→ **Your instructions**
Print every entry below again. Nothing may differ from the original.

┌─ Task inputs

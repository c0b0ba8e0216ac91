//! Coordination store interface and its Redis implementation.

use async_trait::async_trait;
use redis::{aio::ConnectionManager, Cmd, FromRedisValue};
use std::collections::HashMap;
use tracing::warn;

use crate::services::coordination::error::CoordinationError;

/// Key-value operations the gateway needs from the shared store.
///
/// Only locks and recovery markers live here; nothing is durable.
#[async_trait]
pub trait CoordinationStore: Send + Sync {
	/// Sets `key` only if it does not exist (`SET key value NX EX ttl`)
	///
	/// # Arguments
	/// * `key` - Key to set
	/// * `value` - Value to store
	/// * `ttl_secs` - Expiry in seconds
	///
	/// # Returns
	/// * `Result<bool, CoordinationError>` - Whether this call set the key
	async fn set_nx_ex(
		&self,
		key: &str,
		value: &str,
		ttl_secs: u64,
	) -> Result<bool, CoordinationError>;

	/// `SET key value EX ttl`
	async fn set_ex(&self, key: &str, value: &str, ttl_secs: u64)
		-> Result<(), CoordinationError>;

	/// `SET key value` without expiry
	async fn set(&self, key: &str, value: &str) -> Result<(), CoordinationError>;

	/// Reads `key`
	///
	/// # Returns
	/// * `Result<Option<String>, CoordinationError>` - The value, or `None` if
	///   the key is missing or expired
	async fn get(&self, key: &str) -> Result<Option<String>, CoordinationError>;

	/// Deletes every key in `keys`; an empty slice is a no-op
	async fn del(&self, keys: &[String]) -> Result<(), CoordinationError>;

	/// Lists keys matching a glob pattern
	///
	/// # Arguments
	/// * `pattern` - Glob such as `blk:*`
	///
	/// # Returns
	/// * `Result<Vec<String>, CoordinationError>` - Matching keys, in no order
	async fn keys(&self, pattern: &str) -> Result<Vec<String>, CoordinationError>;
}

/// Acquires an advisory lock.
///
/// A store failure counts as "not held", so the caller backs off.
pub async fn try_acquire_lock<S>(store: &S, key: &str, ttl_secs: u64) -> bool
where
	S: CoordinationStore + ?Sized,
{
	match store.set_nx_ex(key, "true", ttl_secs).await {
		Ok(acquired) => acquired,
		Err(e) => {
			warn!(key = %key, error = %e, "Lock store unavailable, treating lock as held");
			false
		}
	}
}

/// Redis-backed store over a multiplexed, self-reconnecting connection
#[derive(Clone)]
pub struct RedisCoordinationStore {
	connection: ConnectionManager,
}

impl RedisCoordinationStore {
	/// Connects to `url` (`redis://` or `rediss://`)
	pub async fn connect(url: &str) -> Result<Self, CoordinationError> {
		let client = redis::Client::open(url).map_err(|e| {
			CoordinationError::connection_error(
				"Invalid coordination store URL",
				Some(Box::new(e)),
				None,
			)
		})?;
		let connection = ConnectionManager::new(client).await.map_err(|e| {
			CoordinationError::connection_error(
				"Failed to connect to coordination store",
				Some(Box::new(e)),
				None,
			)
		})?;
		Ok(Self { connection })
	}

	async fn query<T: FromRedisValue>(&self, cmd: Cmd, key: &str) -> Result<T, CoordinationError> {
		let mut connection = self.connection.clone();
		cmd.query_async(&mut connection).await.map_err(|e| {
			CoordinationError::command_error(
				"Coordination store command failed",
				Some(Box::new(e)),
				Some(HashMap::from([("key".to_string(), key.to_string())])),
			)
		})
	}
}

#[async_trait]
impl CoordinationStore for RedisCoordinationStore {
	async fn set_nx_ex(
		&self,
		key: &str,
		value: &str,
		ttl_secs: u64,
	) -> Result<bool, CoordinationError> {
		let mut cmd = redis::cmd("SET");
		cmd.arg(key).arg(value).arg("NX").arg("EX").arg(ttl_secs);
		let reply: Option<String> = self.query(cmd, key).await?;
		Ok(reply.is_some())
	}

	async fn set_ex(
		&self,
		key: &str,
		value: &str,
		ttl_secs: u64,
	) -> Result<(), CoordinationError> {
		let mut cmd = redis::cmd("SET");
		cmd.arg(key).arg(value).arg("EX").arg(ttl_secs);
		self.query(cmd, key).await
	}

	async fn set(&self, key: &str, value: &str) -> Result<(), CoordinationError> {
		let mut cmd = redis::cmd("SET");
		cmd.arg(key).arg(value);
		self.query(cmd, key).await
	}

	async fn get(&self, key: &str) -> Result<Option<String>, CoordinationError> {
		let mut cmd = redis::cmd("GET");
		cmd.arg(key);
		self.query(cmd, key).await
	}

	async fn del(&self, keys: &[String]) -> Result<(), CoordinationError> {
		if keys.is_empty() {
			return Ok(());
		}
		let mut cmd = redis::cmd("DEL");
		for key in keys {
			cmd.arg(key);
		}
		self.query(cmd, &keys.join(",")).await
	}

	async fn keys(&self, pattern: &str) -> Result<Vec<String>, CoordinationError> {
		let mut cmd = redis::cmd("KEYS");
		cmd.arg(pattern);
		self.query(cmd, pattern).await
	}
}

└─

→ **Response area**
repository c0b0ba8e0216ac91
//! Coordination store interface and its Redis implementation.

use async_trait::async_trait;
use redis::{aio::ConnectionManager, Cmd, FromRedisValue};
use std::collections::HashMap;
use tracing::warn;

use crate::services::coordination::error::CoordinationError;

/// Key-value operations the gateway needs from the shared store.
///
/// Only locks and recovery markers live here; nothing is durable.
#[async_trait]
pub trait CoordinationStore: Send + Sync {
	/// Sets `key` only if it does not exist (`SET key value NX EX ttl`)
	///
	/// # Arguments
	/// * `key` - Key to set
	/// * `value` - Value to store
	/// * `ttl_secs` - Expiry in seconds
	///
	/// # Returns
	/// * `Result<bool, CoordinationError>` - Whether this call set the key
	async fn set_nx_ex(
		&self,
		key: &str,
		value: &str,
		ttl_secs: u64,
	) -> Result<bool, CoordinationError>;

	/// `SET key value EX ttl`
	async fn set_ex(&self, key: &str, value: &str, ttl_secs: u64)
		-> Result<(), CoordinationError>;

	/// `SET key value` without expiry
	async fn set(&self, key: &str, value: &str) -> Result<(), CoordinationError>;

	/// Reads `key`
	///
	/// # Returns
	/// * `Result<Option<String>, CoordinationError>` - The value, or `None` if
	///   the key is missing or expired
	async fn get(&self, key: &str) -> Result<Option<String>, CoordinationError>;

	/// Deletes every key in `keys`; an empty slice is a no-op
	async fn del(&self, keys: &[String]) -> Result<(), CoordinationError>;

	/// Lists keys matching a glob pattern
	///
	/// # Arguments
	/// * `pattern` - Glob such as `blk:*`
	///
	/// # Returns
	/// * `Result<Vec<String>, CoordinationError>` - Matching keys, in no order
	async fn keys(&self, pattern: &str) -> Result<Vec<String>, CoordinationError>;
}

/// Acquires an advisory lock.
///
/// A store failure counts as "not held", so the caller backs off.
pub async fn try_acquire_lock<S>(store: &S, key: &str, ttl_secs: u64) -> bool
where
	S: CoordinationStore + ?Sized,
{
	match store.set_nx_ex(key, "true", ttl_secs).await {
		Ok(acquired) => acquired,
		Err(e) => {
			warn!(key = %key, error = %e, "Lock store unavailable, treating lock as held");
			false
		}
	}
}

/// Redis-backed store over a multiplexed, self-reconnecting connection
#[derive(Clone)]
pub struct RedisCoordinationStore {
	connection: ConnectionManager,
}

impl RedisCoordinationStore {
	/// Connects to `url` (`redis://` or `rediss://`)
	pub async fn connect(url: &str) -> Result<Self, CoordinationError> {
		let client = redis::Client::open(url).map_err(|e| {
			CoordinationError::connection_error(
				"Invalid coordination store URL",
				Some(Box::new(e)),
				None,
			)
		})?;
		let connection = ConnectionManager::new(client).await.map_err(|e| {
			CoordinationError::connection_error(
				"Failed to connect to coordination store",
				Some(Box::new(e)),
				None,
			)
		})?;
		Ok(Self { connection })
	}

	async fn query<T: FromRedisValue>(&self, cmd: Cmd, key: &str) -> Result<T, CoordinationError> {
		let mut connection = self.connection.clone();
		cmd.query_async(&mut connection).await.map_err(|e| {
			CoordinationError::command_error(
				"Coordination store command failed",
				Some(Box::new(e)),
				Some(HashMap::from([("key".to_string(), key.to_string())])),
			)
		})
	}
}

#[async_trait]
impl CoordinationStore for RedisCoordinationStore {
	async fn set_nx_ex(
		&self,
		key: &str,
		value: &str,
		ttl_secs: u64,
	) -> Result<bool, CoordinationError> {
		let mut cmd = redis::cmd("SET");
		cmd.arg(key).arg(value).arg("NX").arg("EX").arg(ttl_secs);
		let reply: Option<String> = self.query(cmd, key).await?;
		Ok(reply.is_some())
	}

	async fn set_ex(
		&self,
		key: &str,
		value: &str,
		ttl_secs: u64,
	) -> Result<(), CoordinationError> {
		let mut cmd = redis::cmd("SET");
		cmd.arg(key).arg(value).arg("EX").arg(ttl_secs);
		self.query(cmd, key).await
	}

	async fn set(&self, key: &str, value: &str) -> Result<(), CoordinationError> {
		let mut cmd = redis::cmd("SET");
		cmd.arg(key).arg(value);
		self.query(cmd, key).await
	}

	async fn get(&self, key: &str) -> Result<Option<String>, CoordinationError> {
		let mut cmd = redis::cmd("GET");
		cmd.arg(key);
		self.query(cmd, key).await
	}

	async fn del(&self, keys: &[String]) -> Result<(), CoordinationError> {
		if keys.is_empty() {
			return Ok(());
		}
		let mut cmd = redis::cmd("DEL");
		for key in keys {
			cmd.arg(key);
		}
		self.query(cmd, &keys.join(",")).await
	}

	async fn keys(&self, pattern: &str) -> Result<Vec<String>, CoordinationError> {
		let mut cmd = redis::cmd("KEYS");
		cmd.arg(pattern);
		self.query(cmd, pattern).await
	}
}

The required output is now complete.